Avrupa Birliği > Üç temel tartışma

Müzakere sürecinde Türkiye - 1

Türkiye, 40 yıldan fazla bir zamandır ilişkisini güçlendirmek için eşiğini aşındırdığı AB'den 16-17 Aralık'ta Brüksel'de yapılan zirvede müzakerelere başlamak için karar almayı başardı. Bir yandan alınan karara dair tartışmalar sürerken, diğer yandan Avrupa Birliği'ne katılım takvimi de çalışıyor. Hükümet yetkilileri, Brüksel'de Türkiye'yi en çok zorlayan konuların başında gelen Kıbrıs sorununda, müzakelerin başlama tarihi olan 3 Ekim 2005'e kadar bir çözüme ulaşabilme umuduyla çalışmaların yoğunlaştırıldığını açıklıyor.
Kıbrıs'a ilişkin çalışmaların yanı sıra hem Türkiye hem de AB müzakereler için teknik hazırlıklarını sürdürüyor. Ancak 17 Aralık'la başlayan yeni süreç, artık sadece Avrupa Birliği kurumlarıyla aday ülke Türkiye'nin devlet yetkilileri arasındaki müzakere ve işlemlerle sınırlı değil. Yeni dönemin en önemli özelliklerinden biri de şu:
AB'nin bütünleşme projesinin doğası gereği, aday ülkede toplumun tüm kesimlerinin aktif biçimde rol alması şart. Bu nedenle de toplumun süreç hakkında bilgi sahibi olması, en az devletin yürüttüğü çalışmalar kadar önemli.
Radikal, AB konusundaki bilgilerin yaygınlaştırılması, sorunların ve çözüm olanaklarının iyi tanıtılması görevini bu mini diziyle sürdürüyor.

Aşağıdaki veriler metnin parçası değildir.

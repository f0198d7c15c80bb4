//! Record listing and lookup through a sheet store.

mod common;

use std::sync::Arc;

use common::{leaderboard, sheet, FaultyStore};
use sheet_kv::store::{MemoryStore, SharedStore};
use sheet_kv::{Error, SheetMatrix, SheetTable};

fn table(matrix: SheetMatrix) -> SheetTable {
    let store: SharedStore = Arc::new(MemoryStore::new(matrix));
    SheetTable::new(store)
}

#[tokio::test]
async fn test_list_records() -> anyhow::Result<()> {
    let records = table(leaderboard()).list_records().await?;
    assert_eq!(records.len(), 3);

    let grace = records.get(1).ok_or_else(|| anyhow::anyhow!("missing row"))?;
    assert_eq!(grace.get("Name"), Some("Grace"));
    assert_eq!(grace.get("Votes"), Some(""));

    let linus = records.get(2).ok_or_else(|| anyhow::anyhow!("missing row"))?;
    assert_eq!(linus.len(), 4);
    assert_eq!(
        serde_json::to_value(linus)?,
        serde_json::json!({"ID": "3", "Name": "Linus", "Points": "", "Votes": ""})
    );
    Ok(())
}

#[tokio::test]
async fn test_list_records_empty_and_header_only() -> anyhow::Result<()> {
    assert!(table(SheetMatrix::default()).list_records().await?.is_empty());
    assert!(table(sheet(&[&["ID", "Points"]])).list_records().await?.is_empty());
    Ok(())
}

#[tokio::test]
async fn test_find_record_by_id() -> anyhow::Result<()> {
    let record = table(leaderboard()).find_record_by_id("2").await?;
    assert_eq!(record.get("Points"), Some("12"));
    Ok(())
}

#[tokio::test]
async fn test_find_record_exact_match_only() {
    // Lookup by record does not trim.
    let result = table(leaderboard()).find_record_by_id(" 2").await;
    assert!(matches!(result, Err(Error::NotFound { .. })));
}

#[tokio::test]
async fn test_find_record_first_duplicate_wins() -> anyhow::Result<()> {
    let matrix = sheet(&[&["ID", "Name"], &["9", "first"], &["9", "second"]]);
    let record = table(matrix).find_record_by_id("9").await?;
    assert_eq!(record.get("Name"), Some("first"));
    Ok(())
}

#[tokio::test]
async fn test_find_record_empty_sheet_vs_not_found() {
    let empty = table(SheetMatrix::default()).find_record_by_id("1").await;
    assert!(matches!(empty, Err(Error::EmptySheet)));

    let header_only = table(sheet(&[&["ID"]])).find_record_by_id("1").await;
    assert!(matches!(header_only, Err(Error::NotFound { .. })));

    let missing = table(leaderboard()).find_record_by_id("99").await;
    assert!(matches!(missing, Err(Error::NotFound { id }) if id == "99"));
}

#[tokio::test]
async fn test_store_failure_propagates() {
    let store: SharedStore =
        Arc::new(FaultyStore::new(Arc::new(MemoryStore::new(leaderboard()))).fail_reads());
    let result = SheetTable::new(store).list_records().await;
    assert!(matches!(result, Err(Error::Store(_))));
}
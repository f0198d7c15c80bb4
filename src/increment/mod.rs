//! Score increments.
//!
//! An increment reads the whole sheet, finds the row for an ID, and writes
//! new `Points` and `Votes` values as two separate cell updates. The store
//! has no transactions, so the read and the two writes are never atomic:
//!
//! - In [`ConcurrencyMode::Unguarded`] two concurrent increments for the same
//!   row can both read the old values and one of the updates is lost.
//! - [`ConcurrencyMode::Serialized`] queues increments per ID inside this
//!   process. Other processes writing the same sheet are not covered.
//! - [`ConcurrencyMode::Optimistic`] re-reads the row right before writing and
//!   fails with [`Error::Conflict`] if it changed. The window between that
//!   check and the writes remains.
//!
//! If the second write fails after the first succeeded, the error propagates
//! and the row is left with new Points and old Votes.

mod locks;
mod plan;

use std::fmt;
use std::str::FromStr;

use serde::{Deserialize, Serialize};

use crate::error::{Error, Result};
use crate::logging::{debug, info, warn};
use crate::sheet::{RowRef, ScoreDelta};
use crate::store::{CellValue, SharedStore};

use locks::RowLocks;
pub use plan::{IncrementPlan, POINTS_COLUMN, VOTES_COLUMN};

/// How concurrent increments for the same ID are handled.
#[derive(Debug, Clone, Copy, Default, PartialEq, Eq, Serialize, Deserialize)]
#[serde(rename_all = "lowercase")]
pub enum ConcurrencyMode {
    /// Plain read-modify-write. Concurrent increments may lose updates.
    Unguarded,
    /// One increment per ID at a time within this process.
    #[default]
    Serialized,
    /// Re-check the row before writing and report a conflict if it moved.
    Optimistic,
}

impl fmt::Display for ConcurrencyMode {
    fn fmt(&self, f: &mut fmt::Formatter<'_>) -> fmt::Result {
        let name = match self {
            ConcurrencyMode::Unguarded => "unguarded",
            ConcurrencyMode::Serialized => "serialized",
            ConcurrencyMode::Optimistic => "optimistic",
        };
        f.write_str(name)
    }
}

impl FromStr for ConcurrencyMode {
    type Err = String;

    fn from_str(s: &str) -> std::result::Result<Self, Self::Err> {
        match s.to_ascii_lowercase().as_str() {
            "unguarded" => Ok(ConcurrencyMode::Unguarded),
            "serialized" => Ok(ConcurrencyMode::Serialized),
            "optimistic" => Ok(ConcurrencyMode::Optimistic),
            other => Err(format!(
                "unknown concurrency mode '{}' (expected unguarded, serialized or optimistic)",
                other
            )),
        }
    }
}

/// Result of a successful increment.
#[derive(Debug, Clone, PartialEq, Eq)]
pub struct IncrementOutcome {
    pub id: String,
    pub row: RowRef,
    pub new_points: i64,
    pub new_votes: i64,
}

/// Applies score increments against a sheet store.
pub struct IncrementCoordinator {
    store: SharedStore,
    mode: ConcurrencyMode,
    locks: RowLocks,
}

impl IncrementCoordinator {
    pub fn new(store: SharedStore, mode: ConcurrencyMode) -> Self {
        Self {
            store,
            mode,
            locks: RowLocks::default(),
        }
    }

    pub fn mode(&self) -> ConcurrencyMode {
        self.mode
    }

    /// Add `delta` to the row's Points and one to its Votes.
    pub async fn increment_score(&self, id: &str, delta: ScoreDelta) -> Result<IncrementOutcome> {
        let _guard = match self.mode {
            ConcurrencyMode::Serialized => Some(self.locks.lock(id.trim()).await),
            ConcurrencyMode::Unguarded | ConcurrencyMode::Optimistic => None,
        };

        let matrix = self.store.get_rows().await?;
        let plan = IncrementPlan::prepare(&matrix, id, delta)?;
        if plan.matches > 1 {
            warn!(
                id = %plan.id,
                matches = plan.matches,
                row = plan.row().sheet_row,
                "duplicate ID, updating first matching row"
            );
        }
        debug!(
            id = %plan.id,
            row = plan.row().sheet_row,
            new_points = plan.new_points,
            new_votes = plan.new_votes,
            "computed increment"
        );

        if self.mode == ConcurrencyMode::Optimistic {
            let current = self.store.get_rows().await?;
            if !plan.is_current(&current) {
                warn!(id = %plan.id, "row changed before write");
                return Err(Error::Conflict { id: plan.id });
            }
        }

        self.store
            .update_cell(plan.points_cell(), CellValue::Int(plan.new_points))
            .await?;
        self.store
            .update_cell(plan.votes_cell(), CellValue::Int(plan.new_votes))
            .await?;

        info!(
            id = %plan.id,
            delta = plan.delta.value(),
            new_points = plan.new_points,
            "points incremented"
        );

        Ok(IncrementOutcome {
            row: plan.row(),
            new_points: plan.new_points,
            new_votes: plan.new_votes,
            id: plan.id,
        })
    }
}
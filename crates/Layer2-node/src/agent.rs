//! Node agent - RPC server plus stdin command loop
//!
//! Lifecycle:
//! 1. Bind the RPC server and write the `Init` envelope with the bound address
//! 2. Serve RPC on a background task
//! 3. Read stdin line by line until EOF or a termination signal
//!
//! Stdin handling:
//! - blank lines are skipped
//! - `Command` envelopes carrying a [`NodeCommand`] are executed
//! - anything else is acknowledged with `Called with command <line>`

use crate::client::RpcClient;
use crate::config::NodeConfig;
use crate::output::LineWriter;
use crate::procedure::ProcedureSet;
use crate::server::RpcServer;
use crate::signal::wait_for_shutdown_signal;
use crate::stats::NodeStats;
use distrual_foundation::{Envelope, MessageType, NodeCommand, NodeEvent, NodeSnapshot, Result};
use serde_json::Value;
use std::future::Future;
use std::net::SocketAddr;
use tokio::io::{AsyncBufReadExt, AsyncRead, BufReader};
use tokio::task::JoinSet;
use tracing::{debug, info, warn};

pub struct NodeAgent {
    config: NodeConfig,
    procedures: ProcedureSet,
    client: RpcClient,
    stats: NodeStats,
    output: LineWriter,
}

impl NodeAgent {
    /// Agent with the built-in procedures, writing to stdout
    pub fn new(config: NodeConfig) -> Result<Self> {
        Ok(Self {
            config,
            procedures: ProcedureSet::with_builtins(),
            client: RpcClient::new()?,
            stats: NodeStats::new(),
            output: LineWriter::stdout(),
        })
    }

    pub fn with_procedures(mut self, procedures: ProcedureSet) -> Self {
        self.procedures = procedures;
        self
    }

    pub fn with_output(mut self, output: LineWriter) -> Self {
        self.output = output;
        self
    }

    /// Run until `input` closes or a termination signal arrives
    pub async fn run<R>(self, input: R) -> Result<()>
    where
        R: AsyncRead + Unpin,
    {
        self.run_until(input, async {
            if let Err(e) = wait_for_shutdown_signal().await {
                warn!("Signal handling unavailable: {}", e);
                std::future::pending::<()>().await;
            }
            info!("Termination signal received");
        })
        .await
    }

    /// Run until `input` closes or `shutdown` completes
    pub async fn run_until<R, F>(self, input: R, shutdown: F) -> Result<()>
    where
        R: AsyncRead + Unpin,
        F: Future<Output = ()>,
    {
        let server = RpcServer::bind(
            self.config.bind_addr(),
            self.procedures.clone(),
            self.stats.clone(),
        )
        .await?;
        let address = server.local_addr();
        info!(%address, procedures = ?self.procedures.names(), "Node ready");

        // Handshake goes out before the first request can be served
        self.output.send(&Envelope::init(address)).await?;

        let server_task = tokio::spawn(async move {
            if let Err(e) = server.serve().await {
                warn!("RPC server stopped: {}", e);
            }
        });

        let result = tokio::select! {
            result = self.command_loop(input, address) => result,
            _ = shutdown => Ok(()),
        };

        server_task.abort();
        info!(%address, "Node stopped");
        result
    }

    async fn command_loop<R>(&self, input: R, address: SocketAddr) -> Result<()>
    where
        R: AsyncRead + Unpin,
    {
        let mut reader = BufReader::new(input);
        let mut buf = Vec::with_capacity(256);
        let mut in_flight = JoinSet::new();

        loop {
            buf.clear();
            if reader.read_until(b'\n', &mut buf).await? == 0 {
                break;
            }
            while in_flight.try_join_next().is_some() {}

            // Bytes that are not UTF-8 become U+FFFD, the line is still a command
            let line = String::from_utf8_lossy(&buf);
            let line = line.trim();
            if line.is_empty() {
                continue;
            }
            self.handle_line(line, address, &mut in_flight).await?;
        }

        debug!("Stdin closed, finishing {} in-flight calls", in_flight.len());
        while in_flight.join_next().await.is_some() {}
        Ok(())
    }

    async fn handle_line(
        &self,
        line: &str,
        address: SocketAddr,
        in_flight: &mut JoinSet<()>,
    ) -> Result<()> {
        let command = Envelope::decode(line)
            .ok()
            .filter(|envelope| envelope.msg_type == MessageType::Command)
            .and_then(|envelope| match envelope.payload_as::<NodeCommand>() {
                Ok(command) => Some((command, envelope.id)),
                Err(e) => {
                    debug!("Unrecognized command payload: {}", e);
                    None
                }
            });

        match command {
            Some((NodeCommand::Invoke { target, procedure, args }, id)) => {
                in_flight.spawn(self.invoke(target, procedure, args, id));
                Ok(())
            }
            Some((NodeCommand::Snapshot, id)) => {
                let snapshot = NodeSnapshot {
                    address: address.to_string(),
                    calls_served: self.stats.calls_served(),
                    invokes_sent: self.stats.invokes_sent(),
                    uptime_secs: self.stats.uptime_secs(),
                };
                let envelope = correlate(Envelope::snapshot(serde_json::to_value(snapshot)?), id);
                self.output.send(&envelope).await
            }
            None => self.output.line(&format!("Called with command {}", line)).await,
        }
    }

    /// Call a peer and report the result as an `Event` envelope
    fn invoke(
        &self,
        target: String,
        procedure: String,
        args: Value,
        id: Option<u64>,
    ) -> impl Future<Output = ()> + Send + 'static {
        let client = self.client.clone();
        let output = self.output.clone();
        let stats = self.stats.clone();

        async move {
            stats.record_invoke();
            let event = match client.call(&target, &procedure, args).await {
                Ok(result) => NodeEvent::Invoke {
                    target,
                    procedure,
                    result: Some(result),
                    error: None,
                },
                Err(e) => {
                    warn!(%target, "Invoke failed: {}", e);
                    NodeEvent::Invoke {
                        target,
                        procedure,
                        result: None,
                        error: Some(e.to_string()),
                    }
                }
            };

            let envelope = match serde_json::to_value(&event) {
                Ok(payload) => correlate(Envelope::event(payload), id),
                Err(e) => {
                    warn!("Failed to encode event: {}", e);
                    return;
                }
            };
            if let Err(e) = output.send(&envelope).await {
                warn!("Failed to write event: {}", e);
            }
        }
    }
}

fn correlate(envelope: Envelope, id: Option<u64>) -> Envelope {
    match id {
        Some(id) => envelope.with_id(id),
        None => envelope,
    }
}
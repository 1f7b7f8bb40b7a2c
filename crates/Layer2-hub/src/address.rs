//! Address book - RPC addresses learned from Init handshakes
//!
//! Written by the output relay (record) and the exit path (remove); read by
//! the call dispatcher.

use distrual_foundation::ChildId;
use parking_lot::RwLock;
use std::collections::HashMap;
use std::net::{IpAddr, Ipv4Addr, Ipv6Addr, SocketAddr};
use std::sync::Arc;
use std::time::Duration;
use tokio::sync::watch;

#[derive(Clone)]
pub struct AddressBook {
    entries: Arc<RwLock<HashMap<ChildId, SocketAddr>>>,

    /// Bumped on every record so waiters can re-check
    version: Arc<watch::Sender<u64>>,
}

impl AddressBook {
    pub fn new() -> Self {
        let (version, _) = watch::channel(0);
        Self {
            entries: Arc::new(RwLock::new(HashMap::new())),
            version: Arc::new(version),
        }
    }

    pub fn record(&self, id: ChildId, addr: SocketAddr) {
        self.entries.write().insert(id, addr);
        self.version.send_modify(|v| *v += 1);
    }

    pub fn get(&self, id: ChildId) -> Option<SocketAddr> {
        self.entries.read().get(&id).copied()
    }

    pub fn remove(&self, id: ChildId) -> Option<SocketAddr> {
        self.entries.write().remove(&id)
    }

    /// Wait until `id` has an address, or `timeout` elapses
    pub async fn wait_for(&self, id: ChildId, timeout: Duration) -> Option<SocketAddr> {
        let mut changes = self.version.subscribe();
        let wait = async {
            loop {
                if let Some(addr) = self.get(id) {
                    return Some(addr);
                }
                if changes.changed().await.is_err() {
                    return None;
                }
            }
        };
        tokio::time::timeout(timeout, wait).await.ok().flatten()
    }
}

impl Default for AddressBook {
    fn default() -> Self {
        Self::new()
    }
}

/// Rewrite a wildcard bind address to loopback of the same family
pub fn reachable(addr: SocketAddr) -> SocketAddr {
    match addr.ip() {
        IpAddr::V4(ip) if ip.is_unspecified() => {
            SocketAddr::new(IpAddr::V4(Ipv4Addr::LOCALHOST), addr.port())
        }
        IpAddr::V6(ip) if ip.is_unspecified() => {
            SocketAddr::new(IpAddr::V6(Ipv6Addr::LOCALHOST), addr.port())
        }
        _ => addr,
    }
}

#[cfg(test)]
mod tests {
    use super::*;

    fn addr(s: &str) -> SocketAddr {
        s.parse().unwrap()
    }

    #[test]
    fn test_record_get_remove() {
        let book = AddressBook::new();
        assert_eq!(book.get(ChildId(2)), None);

        book.record(ChildId(2), addr("127.0.0.1:4000"));
        assert_eq!(book.get(ChildId(2)), Some(addr("127.0.0.1:4000")));

        assert_eq!(book.remove(ChildId(2)), Some(addr("127.0.0.1:4000")));
        assert_eq!(book.get(ChildId(2)), None);
    }

    #[tokio::test]
    async fn test_wait_for_sees_later_record() {
        let book = AddressBook::new();
        let writer = book.clone();

        tokio::spawn(async move {
            tokio::time::sleep(Duration::from_millis(50)).await;
            writer.record(ChildId(1), "127.0.0.1:5000".parse().unwrap());
        });

        let found = book.wait_for(ChildId(1), Duration::from_secs(5)).await;
        assert_eq!(found, Some(addr("127.0.0.1:5000")));
    }

    #[tokio::test]
    async fn test_wait_for_times_out() {
        let book = AddressBook::new();
        book.record(ChildId(0), addr("127.0.0.1:1"));

        let found = book.wait_for(ChildId(1), Duration::from_millis(50)).await;
        assert_eq!(found, None);
    }

    #[test]
    fn test_reachable_rewrites_wildcards() {
        assert_eq!(reachable(addr("0.0.0.0:80")), addr("127.0.0.1:80"));
        assert_eq!(reachable(addr("[::]:81")), addr("[::1]:81"));
        assert_eq!(reachable(addr("10.0.0.5:82")), addr("10.0.0.5:82"));
    }
}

Avrupa Birliği (AB) üye ülkelerinin başbakan ve devlet başkanları tarafından 16-17 Aralık 2004'te, Brüksel'de yapılan tarihi zirvede Türkiye konusunda alınan kararın içeriği ve özellikle üyeliğimize getirdiği söylenen sınırlamalar kamuoyunda halen tartışılıyor. Ana muhalefet partisinin başını çektiği bu kısır ve zaman zaman gerçeklerin çarpıtıldığı tartışmanın bir yere varacağı yok; ancak nelerin olduğunu bilmemiz ve ifadelerin ne anlama geldiğini anlamamız gerekiyor.
Zirveden çok kısa bir süre önce, 29 Kasım 2004 günü dönem başkanı ve bu sıfatla 16-17 Aralık zirvesinin sorumlusu Hollanda'nın sızdırdığı ilk karar taslağında Türkiye'yi üyeliğe değil, ikinci sınıf bir üyeliğe götürebilecek ifadeler yer alıyordu. Müzakereci heyetimizin itirazları ve kamuoyunun tepkileri sonucunda bu sorunlu ve ciddi tehlikeler arz eden ifadeler kabul edilen metinden çıkarılmış, metne değişik paragraflarda dahil edilmek istenen benzer ifadeler de sonuçta metne girmemiştir. Bunlar kimi yorumcuların sandığı gibi kendiliğinden olmamış ve çetin pazarlıklar sonucunda elde edilmiştir.

Üç temel tartışma
Liderlerin son şeklini belirlediği zirve bildirisi elbette fevkalade bir metin değildir ama bu gibi tarihi bir anlam ifade eden pazarlıklarda taraflardan birini yüzde yüz tatmin eden bir metin yoktur. Eski ABD dışişleri bakanlarından Kissinger'ın dediği gibi, "En kalıcı anlaşma tarafların eşit derecede gayrimemnun kaldıkları anlaşmadır."
Metinde kamuoyunda tartışılan üç temel konu var: Güney Kıbrıs'ın tanınıp tanınmayacağı, koruma ve istisnai tedbirlerin kalıcı olup olmadıkları ve müzakerelerin ucunun açık olmasının getireceği düşünülen belirsizlik. Ayrıca, 3 Ekim 2005'te tam olarak neyin başlayacağı da tartışılıyor.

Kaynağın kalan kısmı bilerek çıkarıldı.